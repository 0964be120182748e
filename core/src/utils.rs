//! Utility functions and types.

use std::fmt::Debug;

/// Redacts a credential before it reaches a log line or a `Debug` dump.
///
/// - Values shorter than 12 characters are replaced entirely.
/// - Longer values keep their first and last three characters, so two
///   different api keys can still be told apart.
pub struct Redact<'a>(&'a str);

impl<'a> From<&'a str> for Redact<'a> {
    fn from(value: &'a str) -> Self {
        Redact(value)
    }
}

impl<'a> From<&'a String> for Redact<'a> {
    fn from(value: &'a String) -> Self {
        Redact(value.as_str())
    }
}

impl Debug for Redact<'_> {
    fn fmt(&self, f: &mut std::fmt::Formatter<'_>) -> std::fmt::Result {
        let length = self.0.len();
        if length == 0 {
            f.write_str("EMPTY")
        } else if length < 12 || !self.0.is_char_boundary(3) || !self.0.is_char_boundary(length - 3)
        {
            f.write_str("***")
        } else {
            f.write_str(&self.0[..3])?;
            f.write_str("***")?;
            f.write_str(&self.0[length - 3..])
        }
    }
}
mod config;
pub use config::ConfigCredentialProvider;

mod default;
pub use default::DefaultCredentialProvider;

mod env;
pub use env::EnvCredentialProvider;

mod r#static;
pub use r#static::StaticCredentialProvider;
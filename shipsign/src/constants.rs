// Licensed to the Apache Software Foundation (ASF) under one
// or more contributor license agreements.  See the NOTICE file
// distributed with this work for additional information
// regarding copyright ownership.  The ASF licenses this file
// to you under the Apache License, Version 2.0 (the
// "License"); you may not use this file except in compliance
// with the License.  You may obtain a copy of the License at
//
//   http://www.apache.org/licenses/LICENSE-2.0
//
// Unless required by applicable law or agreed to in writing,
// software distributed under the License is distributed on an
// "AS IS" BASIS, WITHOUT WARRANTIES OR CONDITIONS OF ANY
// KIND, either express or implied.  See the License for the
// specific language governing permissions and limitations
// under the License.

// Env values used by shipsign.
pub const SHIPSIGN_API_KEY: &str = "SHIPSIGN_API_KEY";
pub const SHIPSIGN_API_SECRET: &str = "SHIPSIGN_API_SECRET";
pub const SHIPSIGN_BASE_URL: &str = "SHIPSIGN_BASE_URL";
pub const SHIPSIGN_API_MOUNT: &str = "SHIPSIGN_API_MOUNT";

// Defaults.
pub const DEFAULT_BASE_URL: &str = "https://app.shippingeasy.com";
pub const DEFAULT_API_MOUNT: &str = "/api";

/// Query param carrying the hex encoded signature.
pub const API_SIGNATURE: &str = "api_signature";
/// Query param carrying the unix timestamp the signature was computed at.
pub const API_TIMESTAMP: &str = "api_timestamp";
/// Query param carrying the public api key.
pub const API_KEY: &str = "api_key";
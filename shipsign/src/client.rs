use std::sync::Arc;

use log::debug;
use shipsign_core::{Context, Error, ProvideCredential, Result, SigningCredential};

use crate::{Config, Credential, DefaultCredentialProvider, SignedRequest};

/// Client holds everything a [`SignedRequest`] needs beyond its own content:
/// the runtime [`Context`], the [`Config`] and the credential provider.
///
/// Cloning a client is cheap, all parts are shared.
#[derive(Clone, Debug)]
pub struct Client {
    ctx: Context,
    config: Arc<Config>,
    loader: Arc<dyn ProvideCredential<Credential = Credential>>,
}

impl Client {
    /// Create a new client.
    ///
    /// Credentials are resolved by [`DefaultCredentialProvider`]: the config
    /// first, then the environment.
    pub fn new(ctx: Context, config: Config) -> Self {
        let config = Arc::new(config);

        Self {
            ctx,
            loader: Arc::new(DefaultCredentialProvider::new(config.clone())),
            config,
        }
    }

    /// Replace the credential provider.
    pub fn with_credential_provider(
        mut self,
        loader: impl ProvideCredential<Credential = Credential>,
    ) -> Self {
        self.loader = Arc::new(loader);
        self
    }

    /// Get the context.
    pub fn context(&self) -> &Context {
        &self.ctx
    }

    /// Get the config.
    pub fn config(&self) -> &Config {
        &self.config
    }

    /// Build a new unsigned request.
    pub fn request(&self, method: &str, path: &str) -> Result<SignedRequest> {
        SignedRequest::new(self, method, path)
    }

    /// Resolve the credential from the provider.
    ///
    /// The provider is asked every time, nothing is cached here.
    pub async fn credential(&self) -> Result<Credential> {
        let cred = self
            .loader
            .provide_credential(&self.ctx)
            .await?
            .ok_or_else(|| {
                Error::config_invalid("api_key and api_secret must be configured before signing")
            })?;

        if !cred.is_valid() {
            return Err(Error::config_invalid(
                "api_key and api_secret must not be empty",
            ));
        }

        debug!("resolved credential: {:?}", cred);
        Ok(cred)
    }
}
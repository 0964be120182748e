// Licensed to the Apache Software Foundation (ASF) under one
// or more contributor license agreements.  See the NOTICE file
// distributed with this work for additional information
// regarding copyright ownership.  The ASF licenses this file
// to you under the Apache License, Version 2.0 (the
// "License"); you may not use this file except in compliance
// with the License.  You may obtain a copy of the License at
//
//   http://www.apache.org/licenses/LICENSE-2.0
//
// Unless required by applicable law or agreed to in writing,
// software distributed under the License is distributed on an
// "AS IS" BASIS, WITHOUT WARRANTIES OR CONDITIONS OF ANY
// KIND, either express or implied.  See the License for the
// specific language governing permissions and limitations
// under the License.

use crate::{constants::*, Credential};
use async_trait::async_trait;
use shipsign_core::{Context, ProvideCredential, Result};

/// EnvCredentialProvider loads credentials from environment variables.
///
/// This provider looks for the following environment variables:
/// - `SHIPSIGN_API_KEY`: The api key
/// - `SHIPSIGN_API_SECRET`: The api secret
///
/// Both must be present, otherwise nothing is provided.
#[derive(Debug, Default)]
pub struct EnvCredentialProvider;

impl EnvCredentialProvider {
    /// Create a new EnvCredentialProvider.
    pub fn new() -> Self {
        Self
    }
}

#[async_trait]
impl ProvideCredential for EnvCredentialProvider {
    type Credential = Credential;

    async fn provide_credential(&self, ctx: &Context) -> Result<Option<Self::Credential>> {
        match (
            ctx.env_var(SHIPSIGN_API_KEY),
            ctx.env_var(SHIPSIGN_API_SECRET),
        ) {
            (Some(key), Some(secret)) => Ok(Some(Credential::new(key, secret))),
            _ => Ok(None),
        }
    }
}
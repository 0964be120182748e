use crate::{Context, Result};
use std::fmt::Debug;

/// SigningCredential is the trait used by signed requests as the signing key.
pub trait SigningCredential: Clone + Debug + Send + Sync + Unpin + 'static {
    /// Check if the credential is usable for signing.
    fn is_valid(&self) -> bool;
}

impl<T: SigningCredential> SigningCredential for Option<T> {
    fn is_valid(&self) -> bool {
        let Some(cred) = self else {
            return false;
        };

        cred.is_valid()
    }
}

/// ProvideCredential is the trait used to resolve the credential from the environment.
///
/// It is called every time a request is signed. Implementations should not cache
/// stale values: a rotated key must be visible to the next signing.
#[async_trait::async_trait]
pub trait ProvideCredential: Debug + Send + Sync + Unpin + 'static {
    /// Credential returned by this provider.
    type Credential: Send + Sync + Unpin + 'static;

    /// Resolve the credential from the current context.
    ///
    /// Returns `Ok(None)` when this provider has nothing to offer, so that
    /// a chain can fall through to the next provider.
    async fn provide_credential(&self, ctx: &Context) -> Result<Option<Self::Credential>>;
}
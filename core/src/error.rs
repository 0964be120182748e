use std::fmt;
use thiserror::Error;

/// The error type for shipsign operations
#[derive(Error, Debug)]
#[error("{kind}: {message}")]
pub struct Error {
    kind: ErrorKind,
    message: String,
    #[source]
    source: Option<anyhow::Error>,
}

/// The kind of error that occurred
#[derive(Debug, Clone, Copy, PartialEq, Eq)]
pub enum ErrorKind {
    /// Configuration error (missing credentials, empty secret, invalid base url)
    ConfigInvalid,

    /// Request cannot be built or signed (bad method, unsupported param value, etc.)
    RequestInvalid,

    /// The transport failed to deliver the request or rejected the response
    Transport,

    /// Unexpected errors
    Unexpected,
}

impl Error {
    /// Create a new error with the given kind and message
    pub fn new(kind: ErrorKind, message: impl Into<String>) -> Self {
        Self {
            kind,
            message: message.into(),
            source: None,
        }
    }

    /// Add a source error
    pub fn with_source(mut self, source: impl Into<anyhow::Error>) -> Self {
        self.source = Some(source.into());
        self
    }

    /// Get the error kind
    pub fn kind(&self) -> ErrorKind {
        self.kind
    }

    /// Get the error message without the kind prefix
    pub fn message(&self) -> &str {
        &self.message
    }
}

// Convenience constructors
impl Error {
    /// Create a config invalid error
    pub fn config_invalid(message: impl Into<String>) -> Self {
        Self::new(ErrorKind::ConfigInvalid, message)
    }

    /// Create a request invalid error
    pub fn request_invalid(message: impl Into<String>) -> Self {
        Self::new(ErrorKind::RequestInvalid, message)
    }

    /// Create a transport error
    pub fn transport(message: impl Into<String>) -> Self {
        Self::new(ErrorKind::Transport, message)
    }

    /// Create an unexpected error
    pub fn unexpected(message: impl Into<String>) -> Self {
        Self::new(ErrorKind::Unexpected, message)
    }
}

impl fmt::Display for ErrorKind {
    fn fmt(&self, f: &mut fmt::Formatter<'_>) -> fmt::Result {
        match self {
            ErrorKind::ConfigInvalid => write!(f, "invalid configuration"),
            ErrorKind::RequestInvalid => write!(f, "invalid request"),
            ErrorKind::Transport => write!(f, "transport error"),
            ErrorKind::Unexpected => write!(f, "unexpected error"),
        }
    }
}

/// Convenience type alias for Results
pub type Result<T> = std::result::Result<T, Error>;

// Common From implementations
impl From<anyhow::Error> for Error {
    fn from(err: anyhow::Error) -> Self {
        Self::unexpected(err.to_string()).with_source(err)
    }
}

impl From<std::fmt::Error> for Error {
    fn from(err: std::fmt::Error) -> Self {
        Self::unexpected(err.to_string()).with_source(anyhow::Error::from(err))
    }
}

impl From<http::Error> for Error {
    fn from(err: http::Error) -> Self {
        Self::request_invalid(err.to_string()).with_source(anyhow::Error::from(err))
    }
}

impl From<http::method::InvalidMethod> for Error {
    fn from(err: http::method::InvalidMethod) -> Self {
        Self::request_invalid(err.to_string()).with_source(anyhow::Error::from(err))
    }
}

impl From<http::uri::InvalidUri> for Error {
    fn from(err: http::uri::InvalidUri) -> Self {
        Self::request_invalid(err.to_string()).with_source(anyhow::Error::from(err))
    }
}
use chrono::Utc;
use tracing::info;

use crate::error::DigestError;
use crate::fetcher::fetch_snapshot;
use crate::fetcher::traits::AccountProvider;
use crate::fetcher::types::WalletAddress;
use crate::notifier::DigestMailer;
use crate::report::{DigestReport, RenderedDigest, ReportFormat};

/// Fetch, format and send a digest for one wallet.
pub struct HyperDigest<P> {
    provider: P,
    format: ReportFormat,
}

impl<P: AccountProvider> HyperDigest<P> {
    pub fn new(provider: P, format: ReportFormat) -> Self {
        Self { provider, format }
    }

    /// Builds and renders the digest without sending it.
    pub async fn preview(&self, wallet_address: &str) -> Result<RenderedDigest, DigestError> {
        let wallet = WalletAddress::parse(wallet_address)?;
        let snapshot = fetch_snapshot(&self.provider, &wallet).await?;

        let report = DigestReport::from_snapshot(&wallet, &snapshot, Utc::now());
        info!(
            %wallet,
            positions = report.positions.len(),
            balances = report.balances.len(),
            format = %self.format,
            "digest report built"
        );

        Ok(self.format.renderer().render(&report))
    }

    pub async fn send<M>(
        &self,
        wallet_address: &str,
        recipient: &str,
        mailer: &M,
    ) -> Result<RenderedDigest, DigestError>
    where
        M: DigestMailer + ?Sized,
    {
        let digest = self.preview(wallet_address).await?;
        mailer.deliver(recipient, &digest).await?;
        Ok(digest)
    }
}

---

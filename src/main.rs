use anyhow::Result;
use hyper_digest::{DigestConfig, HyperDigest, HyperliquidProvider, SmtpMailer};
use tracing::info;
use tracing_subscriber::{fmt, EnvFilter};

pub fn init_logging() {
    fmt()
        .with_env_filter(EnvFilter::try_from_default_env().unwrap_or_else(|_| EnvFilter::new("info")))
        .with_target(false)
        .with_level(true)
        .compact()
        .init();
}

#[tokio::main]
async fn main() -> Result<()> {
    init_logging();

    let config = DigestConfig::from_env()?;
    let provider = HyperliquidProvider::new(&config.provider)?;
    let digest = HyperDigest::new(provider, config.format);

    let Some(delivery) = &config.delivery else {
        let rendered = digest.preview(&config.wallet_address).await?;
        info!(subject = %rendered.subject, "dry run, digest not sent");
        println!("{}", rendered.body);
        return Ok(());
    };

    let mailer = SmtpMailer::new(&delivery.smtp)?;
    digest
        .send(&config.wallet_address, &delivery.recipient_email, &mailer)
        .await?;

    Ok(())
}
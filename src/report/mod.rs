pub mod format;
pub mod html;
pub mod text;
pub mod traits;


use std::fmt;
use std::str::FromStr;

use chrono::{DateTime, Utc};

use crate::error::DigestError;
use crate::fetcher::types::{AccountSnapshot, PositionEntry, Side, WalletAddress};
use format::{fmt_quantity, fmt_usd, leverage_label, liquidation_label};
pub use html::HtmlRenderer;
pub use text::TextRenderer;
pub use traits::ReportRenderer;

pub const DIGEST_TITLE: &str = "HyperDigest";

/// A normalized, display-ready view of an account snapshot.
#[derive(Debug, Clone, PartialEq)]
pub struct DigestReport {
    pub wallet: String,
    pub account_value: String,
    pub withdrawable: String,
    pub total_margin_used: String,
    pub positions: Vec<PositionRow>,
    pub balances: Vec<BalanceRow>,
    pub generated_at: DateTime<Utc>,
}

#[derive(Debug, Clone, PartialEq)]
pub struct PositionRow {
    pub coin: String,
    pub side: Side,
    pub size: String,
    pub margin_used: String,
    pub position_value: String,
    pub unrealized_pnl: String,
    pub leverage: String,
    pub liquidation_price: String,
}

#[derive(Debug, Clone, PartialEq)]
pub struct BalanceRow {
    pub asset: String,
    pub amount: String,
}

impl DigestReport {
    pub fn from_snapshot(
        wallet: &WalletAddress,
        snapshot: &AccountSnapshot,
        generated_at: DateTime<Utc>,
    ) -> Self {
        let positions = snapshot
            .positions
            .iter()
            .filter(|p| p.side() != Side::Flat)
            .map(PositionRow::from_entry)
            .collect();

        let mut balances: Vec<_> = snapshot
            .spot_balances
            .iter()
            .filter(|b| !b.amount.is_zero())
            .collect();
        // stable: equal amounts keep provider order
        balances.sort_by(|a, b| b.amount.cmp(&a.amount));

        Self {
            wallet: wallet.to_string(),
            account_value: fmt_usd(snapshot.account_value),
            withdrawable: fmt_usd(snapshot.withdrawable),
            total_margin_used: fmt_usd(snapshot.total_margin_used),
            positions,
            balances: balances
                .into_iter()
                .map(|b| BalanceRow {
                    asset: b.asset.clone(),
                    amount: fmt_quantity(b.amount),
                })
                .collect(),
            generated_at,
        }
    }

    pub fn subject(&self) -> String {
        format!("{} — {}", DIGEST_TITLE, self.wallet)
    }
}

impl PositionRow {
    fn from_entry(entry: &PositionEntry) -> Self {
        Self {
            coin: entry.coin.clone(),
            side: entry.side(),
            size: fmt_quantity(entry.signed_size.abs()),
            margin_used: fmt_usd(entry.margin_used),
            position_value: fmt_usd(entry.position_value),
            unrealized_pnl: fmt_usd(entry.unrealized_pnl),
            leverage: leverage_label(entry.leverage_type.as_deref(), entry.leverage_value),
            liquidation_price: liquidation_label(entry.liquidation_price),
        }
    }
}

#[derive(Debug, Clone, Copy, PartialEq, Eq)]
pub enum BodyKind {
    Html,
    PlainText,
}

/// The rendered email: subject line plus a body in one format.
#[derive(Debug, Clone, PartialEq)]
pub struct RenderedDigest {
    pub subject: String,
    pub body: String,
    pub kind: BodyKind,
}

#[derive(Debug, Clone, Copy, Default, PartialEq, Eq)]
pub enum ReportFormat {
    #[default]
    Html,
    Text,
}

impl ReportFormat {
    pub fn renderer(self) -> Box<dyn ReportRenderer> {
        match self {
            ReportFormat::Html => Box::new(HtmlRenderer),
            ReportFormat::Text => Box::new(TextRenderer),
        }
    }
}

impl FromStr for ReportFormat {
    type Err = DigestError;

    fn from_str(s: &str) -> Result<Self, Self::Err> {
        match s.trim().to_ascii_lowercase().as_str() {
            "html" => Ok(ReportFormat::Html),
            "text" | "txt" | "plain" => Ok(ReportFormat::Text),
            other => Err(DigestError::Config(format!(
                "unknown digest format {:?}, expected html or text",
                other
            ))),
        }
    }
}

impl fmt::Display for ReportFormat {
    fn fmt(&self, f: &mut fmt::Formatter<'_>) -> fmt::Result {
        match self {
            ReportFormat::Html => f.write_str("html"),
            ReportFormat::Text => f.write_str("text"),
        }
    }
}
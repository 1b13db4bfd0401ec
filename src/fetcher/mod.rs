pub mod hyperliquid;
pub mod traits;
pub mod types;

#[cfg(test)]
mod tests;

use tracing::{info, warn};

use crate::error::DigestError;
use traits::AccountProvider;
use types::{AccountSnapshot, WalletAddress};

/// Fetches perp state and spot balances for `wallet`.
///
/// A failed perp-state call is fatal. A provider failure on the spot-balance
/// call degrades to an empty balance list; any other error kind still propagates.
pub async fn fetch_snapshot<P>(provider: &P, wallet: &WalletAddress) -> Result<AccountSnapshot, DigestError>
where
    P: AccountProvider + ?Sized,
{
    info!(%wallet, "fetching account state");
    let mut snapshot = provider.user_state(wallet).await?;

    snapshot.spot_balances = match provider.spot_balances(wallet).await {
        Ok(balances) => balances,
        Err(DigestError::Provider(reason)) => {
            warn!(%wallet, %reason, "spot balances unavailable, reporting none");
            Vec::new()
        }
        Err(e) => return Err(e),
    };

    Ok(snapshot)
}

---

TASK DIRECTIONS: In the data above, retype exactly and only the lines between the one holding "pub use html::HtmlRenderer;" and the one holding "pub struct DigestReport", inclusive.

PROBLEM SOLUTION:
pub use html::HtmlRenderer;
pub use text::TextRenderer;
pub use traits::ReportRenderer;

pub const DIGEST_TITLE: &str = "HyperDigest";

/// A normalized, display-ready view of an account snapshot.
#[derive(Debug, Clone, PartialEq)]
pub struct DigestReport {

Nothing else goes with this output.